Work in Progress - Word Frequencies in Furry Writing

A very quick post here with a work in progress. Below is a word cloud of the text of around 2000 stories I scraped from SoFurry a while back. As is typical with these things, I’ve stripped out the 500 most common English words, but beyond that it’s basically just a word frequency summary (i.e., larger font size indicates the word appears more often) of the most common 100 ‘non-common’ words.

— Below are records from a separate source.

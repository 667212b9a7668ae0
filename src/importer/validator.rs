// ==========================================
// 饼干库存管理系统 - 表格校验器实现
// ==========================================
// 职责: 域校验（列粒度阻断）+ 行级软告警收集
// 两阶段策略: 校验断言表格结构可用；清洗决定行存留
// ==========================================

use crate::domain::stock::{RawStockRow, ValidationReport, ValidationWarning};
use crate::importer::cleaner::coerce_item_id;
use crate::importer::error::{ImportError, ImportResult};
use crate::importer::field_mapper::{
    COL_DESCRIPTION, COL_MATERIAL_NO, COL_PIECES_PER_BOX, COL_STOCK_BOXES, COL_STOCK_PIECES,
};

// ==========================================
// TableValidator - 表格校验器
// ==========================================
// 红线: 无状态，纯函数
pub struct TableValidator;

impl TableValidator {
    pub fn new() -> Self {
        Self
    }

    /// 校验整表
    ///
    /// # 阻断规则（表级，列粒度）
    /// - 三个数值列任一含非数值 → NonNumericValue
    /// - 三个数值列任一含负值 → NegativeValue
    /// - 装箱系数含 0 → ZeroConversionFactor（独立于负值检查）
    ///
    /// # 软告警（不阻断）
    /// - 物料号缺失或无法按数值解析
    /// - 描述为空
    pub fn validate(&self, rows: &[RawStockRow]) -> ImportResult<ValidationReport> {
        // 域校验：按列扫描，命中即整表阻断
        let numeric_columns: [(&str, fn(&RawStockRow) -> Option<f64>); 3] = [
            (COL_STOCK_BOXES, |r| r.stock_boxes),
            (COL_STOCK_PIECES, |r| r.stock_pieces),
            (COL_PIECES_PER_BOX, |r| r.pieces_per_box),
        ];

        for (column, extract) in numeric_columns {
            if rows.iter().any(|r| extract(r).is_none()) {
                return Err(ImportError::NonNumericValue {
                    column: column.to_string(),
                });
            }
            if rows.iter().any(|r| extract(r).is_some_and(|v| v < 0.0)) {
                return Err(ImportError::NegativeValue {
                    column: column.to_string(),
                });
            }
        }

        // 装箱系数为 0：单位换算无定义，硬性阻断
        if rows
            .iter()
            .any(|r| r.pieces_per_box.is_some_and(|v| v == 0.0))
        {
            return Err(ImportError::ZeroConversionFactor {
                column: COL_PIECES_PER_BOX.to_string(),
            });
        }

        // 行级软告警
        let mut report = ValidationReport {
            total_rows: rows.len(),
            ..Default::default()
        };

        for row in rows {
            let id_parseable = row
                .item_id
                .as_deref()
                .and_then(coerce_item_id)
                .is_some();
            if !id_parseable {
                report.rows_missing_item_id += 1;
                report.warnings.push(ValidationWarning {
                    row_number: row.row_number,
                    item_id: row.item_id.clone(),
                    field: COL_MATERIAL_NO.to_string(),
                    message: "物料号缺失或不可解析，该行将在清洗阶段剔除".to_string(),
                });
            }

            if row.description.is_none() {
                report.rows_empty_description += 1;
                report.warnings.push(ValidationWarning {
                    row_number: row.row_number,
                    item_id: row.item_id.clone(),
                    field: COL_DESCRIPTION.to_string(),
                    message: "物料描述为空，该行将在清洗阶段剔除".to_string(),
                });
            }
        }

        Ok(report)
    }
}

impl Default for TableValidator {
    fn default() -> Self {
        Self::new()
    }
}

#[cfg(test)]
mod tests {
    use super::*;

    fn raw_row(row_number: usize) -> RawStockRow {
        RawStockRow {
            item_id: Some("9000579".to_string()),
            description: Some("Marie Biscuit".to_string()),
            stock_boxes: Some(50.0),
            stock_pieces: Some(120.0),
            pieces_per_box: Some(24.0),
            row_number,
        }
    }

    #[test]
    fn test_validate_clean_table() {
        let rows = vec![raw_row(1), raw_row(2)];
        let report = TableValidator.validate(&rows).unwrap();
        assert_eq!(report.total_rows, 2);
        assert!(!report.has_warnings());
    }

    #[test]
    fn test_non_numeric_column_blocks_table() {
        let mut bad = raw_row(2);
        bad.stock_pieces = None;
        let result = TableValidator.validate(&[raw_row(1), bad]);
        match result {
            Err(ImportError::NonNumericValue { column }) => {
                assert_eq!(column, COL_STOCK_PIECES);
            }
            other => panic!("期望 NonNumericValue, 实际 {:?}", other.map(|_| ())),
        }
    }

    #[test]
    fn test_negative_value_blocks_table() {
        let mut bad = raw_row(1);
        bad.stock_boxes = Some(-3.0);
        let result = TableValidator.validate(&[bad]);
        assert!(matches!(
            result,
            Err(ImportError::NegativeValue { column }) if column == COL_STOCK_BOXES
        ));
    }

    #[test]
    fn test_zero_conversion_factor_blocks_table() {
        let mut bad = raw_row(3);
        bad.pieces_per_box = Some(0.0);
        let result = TableValidator.validate(&[raw_row(1), raw_row(2), bad]);
        assert!(matches!(
            result,
            Err(ImportError::ZeroConversionFactor { column }) if column == COL_PIECES_PER_BOX
        ));
    }

    #[test]
    fn test_missing_item_id_is_warning_not_error() {
        let mut bad = raw_row(2);
        bad.item_id = None;
        let report = TableValidator.validate(&[raw_row(1), bad]).unwrap();
        assert_eq!(report.rows_missing_item_id, 1);
        assert_eq!(report.warnings.len(), 1);
        assert_eq!(report.warnings[0].row_number, 2);
    }

    #[test]
    fn test_non_numeric_item_id_is_warning() {
        let mut bad = raw_row(1);
        bad.item_id = Some("MAT-001".to_string());
        let report = TableValidator.validate(&[bad]).unwrap();
        assert_eq!(report.rows_missing_item_id, 1);
    }

    #[test]
    fn test_empty_description_is_warning() {
        let mut bad = raw_row(4);
        bad.description = None;
        let report = TableValidator.validate(&[raw_row(1), bad]).unwrap();
        assert_eq!(report.rows_empty_description, 1);
    }
}
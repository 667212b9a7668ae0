// ==========================================
// 饼干库存管理系统 - API 层错误类型
// ==========================================
// 职责: 统一导入/分析/导出错误，保持显式原因
// ==========================================

use crate::engine::AnalysisError;
use crate::exporter::ExportError;
use crate::importer::ImportError;
use thiserror::Error;

/// API 层错误类型
#[derive(Error, Debug)]
pub enum ApiError {
    #[error("导入失败: {0}")]
    Import(#[from] ImportError),

    #[error("分析失败: {0}")]
    Analysis(#[from] AnalysisError),

    #[error("导出失败: {0}")]
    Export(#[from] ExportError),

    #[error("无效输入: {0}")]
    InvalidInput(String),
}

/// API 层结果类型别名
pub type ApiResult<T> = Result<T, ApiError>;
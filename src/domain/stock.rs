// ==========================================
// 饼干库存管理系统 - 库存实体定义
// ==========================================
// 职责: 原始行 / 规范记录 / 目标量 / 导入结果
// 约定: 两级单位体系 (箱 CBB / 散件 PKT)
// ==========================================

use serde::{Deserialize, Serialize};
use std::time::Duration;

// ==========================================
// RawStockRow - 原始库存行（解析后、校验前）
// ==========================================
// 用途: 文件解析 + 字段映射的产物
// None 表示缺失或无法解析
#[derive(Debug, Clone, PartialEq, Serialize, Deserialize)]
pub struct RawStockRow {
    pub item_id: Option<String>,       // 物料号原始值（已 TRIM，空串归一为 None）
    pub description: Option<String>,   // 物料描述（已 TRIM）
    pub stock_boxes: Option<f64>,      // 现有箱数 (Stock in CBB)
    pub stock_pieces: Option<f64>,     // 现有散件数 (Stock in PKT)
    pub pieces_per_box: Option<f64>,   // 装箱系数 (Alt UOM1 Num)

    // 元信息
    pub row_number: usize, // 原始文件数据行号（1 起），用于告警报告
}

// ==========================================
// InventoryRecord - 规范库存记录
// ==========================================
// 红线: 只由清洗产生，产生后不可变；引擎不做二次转换
#[derive(Debug, Clone, PartialEq, Eq, Serialize, Deserialize)]
pub struct InventoryRecord {
    pub item_id: String,     // 物料号，非空，记录集内唯一
    pub description: String, // 物料描述，TRIM 后非空
    pub stock_boxes: i64,    // 现有箱数 >= 0
    pub stock_pieces: i64,   // 现有散件数 >= 0
    pub pieces_per_box: i64, // 装箱系数 > 0
}

impl InventoryRecord {
    /// 现有库存折算为散件总数
    pub fn total_current_pieces(&self) -> i64 {
        self.stock_boxes * self.pieces_per_box + self.stock_pieces
    }
}

// ==========================================
// TargetSpec - 目标库存量
// ==========================================
// 来源: 调用方按物料号提供；每条规范记录必须有对应条目
#[derive(Debug, Clone, Copy, PartialEq, Eq, Serialize, Deserialize)]
pub struct TargetSpec {
    pub target_boxes: i64,  // 目标箱数 >= 0
    pub target_pieces: i64, // 目标散件数 >= 0
}

impl TargetSpec {
    /// 目标库存折算为散件总数
    pub fn total_pieces(&self, pieces_per_box: i64) -> i64 {
        self.target_boxes * pieces_per_box + self.target_pieces
    }
}

// ==========================================
// ValidationWarning - 行级校验告警
// ==========================================
// 级别: 仅警告（不阻断导入），对应行在清洗阶段剔除
#[derive(Debug, Clone, Serialize, Deserialize)]
pub struct ValidationWarning {
    pub row_number: usize,       // 原始文件数据行号
    pub item_id: Option<String>, // 物料号（如可读取）
    pub field: String,           // 告警字段
    pub message: String,         // 告警描述
}

// ==========================================
// ValidationReport - 校验报告
// ==========================================
#[derive(Debug, Clone, Default, Serialize, Deserialize)]
pub struct ValidationReport {
    pub total_rows: usize,              // 数据总行数
    pub rows_missing_item_id: usize,    // 物料号缺失/不可解析的行数
    pub rows_empty_description: usize,  // 描述为空的行数
    pub warnings: Vec<ValidationWarning>, // 告警明细
}

impl ValidationReport {
    pub fn has_warnings(&self) -> bool {
        !self.warnings.is_empty()
    }
}

// ==========================================
// CleanOutcome - 清洗结果
// ==========================================
// 约定: 清洗永不失败，只过滤与归一化；records 为空也是合法输出
#[derive(Debug, Clone, Serialize, Deserialize)]
pub struct CleanOutcome {
    pub records: Vec<InventoryRecord>,  // 规范记录（保持输入顺序）
    pub dropped_missing_id: usize,      // 因物料号不可解析剔除
    pub dropped_empty_description: usize, // 因描述为空剔除
    pub dropped_duplicate: usize,       // 因物料号重复剔除（保留首条）
}

impl CleanOutcome {
    /// 剔除总行数
    pub fn dropped_total(&self) -> usize {
        self.dropped_missing_id + self.dropped_empty_description + self.dropped_duplicate
    }
}

// ==========================================
// ImportOutcome - 导入结果
// ==========================================
// 用途: 导入接口返回值
#[derive(Debug, Clone, Serialize, Deserialize)]
pub struct ImportOutcome {
    pub batch_id: String,          // 批次 ID (UUID v4)
    pub clean: CleanOutcome,       // 清洗结果
    pub report: ValidationReport,  // 校验报告
    pub elapsed_time: Duration,    // 导入耗时
}
// ==========================================
// 饼干库存管理系统 - 库存分析 API
// ==========================================
// 职责: 编排 解析 → 校验 → 清洗 → 分析 全流程
// 数据流单向: 文件 → 规范记录 → (+目标量) → 分析报告
// ==========================================

use crate::api::error::ApiResult;
use crate::domain::analysis::{AnalysisReport, ResultRow};
use crate::domain::stock::{ImportOutcome, InventoryRecord, TargetSpec};
use crate::engine::{StockAnalyzer, SummaryEngine};
use crate::importer::field_mapper::{find_column, COL_MATERIAL_NO};
use crate::importer::{
    coerce_item_id, DataCleaner, FieldMapper, ImportError, TableValidator, UniversalFileParser,
};
use chrono::Utc;
use std::collections::HashMap;
use std::path::Path;
use std::time::Instant;
use tracing::{info, warn};
use uuid::Uuid;

// ===== 目标量文件列名 =====
pub const COL_TARGET_BOXES: &str = "Target Stock (Boxes)";
pub const COL_TARGET_PIECES: &str = "Target Stock (Pieces)";

// ==========================================
// StockAnalysisApi - 库存分析接口
// ==========================================
pub struct StockAnalysisApi {
    analyzer: StockAnalyzer,
    summary: SummaryEngine,
}

impl StockAnalysisApi {
    pub fn new() -> Self {
        Self {
            analyzer: StockAnalyzer::new(),
            summary: SummaryEngine::new(),
        }
    }

    /// 导入库存文件（CSV/Excel）
    ///
    /// # 流程
    /// 1. 文件解析（全空白行剔除）
    /// 2. 表头解析（缺列即 SchemaError）
    /// 3. 域校验（列粒度阻断）+ 软告警收集
    /// 4. 清洗（剔行/去重/归一，永不失败）
    pub fn load_inventory(&self, path: &Path) -> ApiResult<ImportOutcome> {
        let started = Instant::now();
        info!(file = %path.display(), "开始导入库存文件");

        let table = UniversalFileParser.parse(path)?;
        let mapper = FieldMapper::resolve(&table.headers)?;

        let raw_rows: Vec<_> = table
            .rows
            .iter()
            .enumerate()
            .map(|(idx, row)| mapper.map_row(row, idx + 1))
            .collect();

        let report = TableValidator.validate(&raw_rows)?;
        for warning in &report.warnings {
            warn!(
                row = warning.row_number,
                field = %warning.field,
                "{}",
                warning.message
            );
        }

        let clean = DataCleaner.clean(&raw_rows);
        info!(
            total = report.total_rows,
            kept = clean.records.len(),
            dropped = clean.dropped_total(),
            "库存文件导入完成"
        );

        Ok(ImportOutcome {
            batch_id: Uuid::new_v4().to_string(),
            clean,
            report,
            elapsed_time: started.elapsed(),
        })
    }

    /// 读取目标量文件（CSV/Excel）
    ///
    /// 必需列: Material No / Target Stock (Boxes) / Target Stock (Pieces)
    /// 目标量与库存列同等强度校验：非数值或负值整表阻断
    /// 物料号不可解析的行跳过；重复物料号保留首条
    pub fn load_targets(&self, path: &Path) -> ApiResult<HashMap<String, TargetSpec>> {
        info!(file = %path.display(), "开始读取目标量文件");

        let table = UniversalFileParser.parse(path)?;

        let id_col = find_column(&table.headers, COL_MATERIAL_NO);
        let boxes_col = find_column(&table.headers, COL_TARGET_BOXES);
        let pieces_col = find_column(&table.headers, COL_TARGET_PIECES);

        let mut missing = Vec::new();
        if id_col.is_none() {
            missing.push(COL_MATERIAL_NO.to_string());
        }
        if boxes_col.is_none() {
            missing.push(COL_TARGET_BOXES.to_string());
        }
        if pieces_col.is_none() {
            missing.push(COL_TARGET_PIECES.to_string());
        }

        let (Some(id_col), Some(boxes_col), Some(pieces_col)) = (id_col, boxes_col, pieces_col)
        else {
            return Err(ImportError::SchemaError {
                missing_columns: missing,
            }
            .into());
        };

        let mut targets = HashMap::new();
        for (idx, row) in table.rows.iter().enumerate() {
            let Some(item_id) = row.get(&id_col).and_then(|v| coerce_item_id(v)) else {
                warn!(row = idx + 1, "目标量行物料号不可解析，跳过");
                continue;
            };

            let target_boxes = parse_target_value(row.get(&boxes_col), COL_TARGET_BOXES)?;
            let target_pieces = parse_target_value(row.get(&pieces_col), COL_TARGET_PIECES)?;

            // 重复物料号保留首条，与清洗的去重口径一致
            targets.entry(item_id).or_insert(TargetSpec {
                target_boxes,
                target_pieces,
            });
        }

        info!(count = targets.len(), "目标量读取完成");
        Ok(targets)
    }

    /// 执行差异分析，产出完整分析报告
    ///
    /// # 前置条件
    /// 每条记录在 targets 中有条目，否则整体失败
    pub fn analyze(
        &self,
        records: &[InventoryRecord],
        targets: &HashMap<String, TargetSpec>,
        top_n: usize,
    ) -> ApiResult<AnalysisReport> {
        let results = self.analyzer.analyze(records, targets)?;
        let summary = self.summary.summarize(&results);

        let rows: Vec<ResultRow> = results.iter().map(ResultRow::from).collect();
        let top_excess: Vec<ResultRow> = self
            .summary
            .top_excess(&results, top_n)
            .into_iter()
            .map(ResultRow::from)
            .collect();
        let top_shortage: Vec<ResultRow> = self
            .summary
            .top_shortage(&results, top_n)
            .into_iter()
            .map(ResultRow::from)
            .collect();

        info!(
            items = summary.total_items,
            shortage = summary.shortage_items,
            excess = summary.excess_items,
            balanced = summary.balanced_items,
            "差异分析完成"
        );

        Ok(AnalysisReport {
            generated_at: Utc::now(),
            rows,
            summary,
            top_excess,
            top_shortage,
        })
    }
}

impl Default for StockAnalysisApi {
    fn default() -> Self {
        Self::new()
    }
}

/// 解析单个目标量单元格（非数值/负值为硬性错误）
fn parse_target_value(cell: Option<&String>, column: &str) -> Result<i64, ImportError> {
    let value = cell
        .map(|v| v.trim())
        .filter(|v| !v.is_empty())
        .and_then(|v| v.parse::<f64>().ok())
        .filter(|v| v.is_finite())
        .ok_or_else(|| ImportError::NonNumericValue {
            column: column.to_string(),
        })?;

    if value < 0.0 {
        return Err(ImportError::NegativeValue {
            column: column.to_string(),
        });
    }
    Ok(value.trunc() as i64)
}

I should stress I haven’t really done anything sophisticated here, and this should be thought of as just a bit of fun rather than ‘statistics’ in any real sense. In particular, the data source is just the story content (via SoFurry’s API) which I ran through an HTML converter I whipped up in R. This means that I haven’t filtered out things like author preambles, so there’s probably a bit of interference there. The dataset comes in at about 13 million words, with over 23,000 ‘cocks’, 13,000 ‘dragons’, and nearly 14,000 ‘insides’.

Word cloud courtesy of this rather funky Python generator!

I have a few ideas for where to go with these data - right now I’m working on comparing the relative frequency of words in furry writing to English in general, which is throwing up some quite entertaining results; watch this space for that. I’m also interested in doing some more ‘statsy’ comparisons of SFW and NSFW content. SoFurry’s API is currently being renovated, so I can’t do too much more for the time being, but figured I’d put this out while it’s fresh in my mind!

Written on January 12, 2017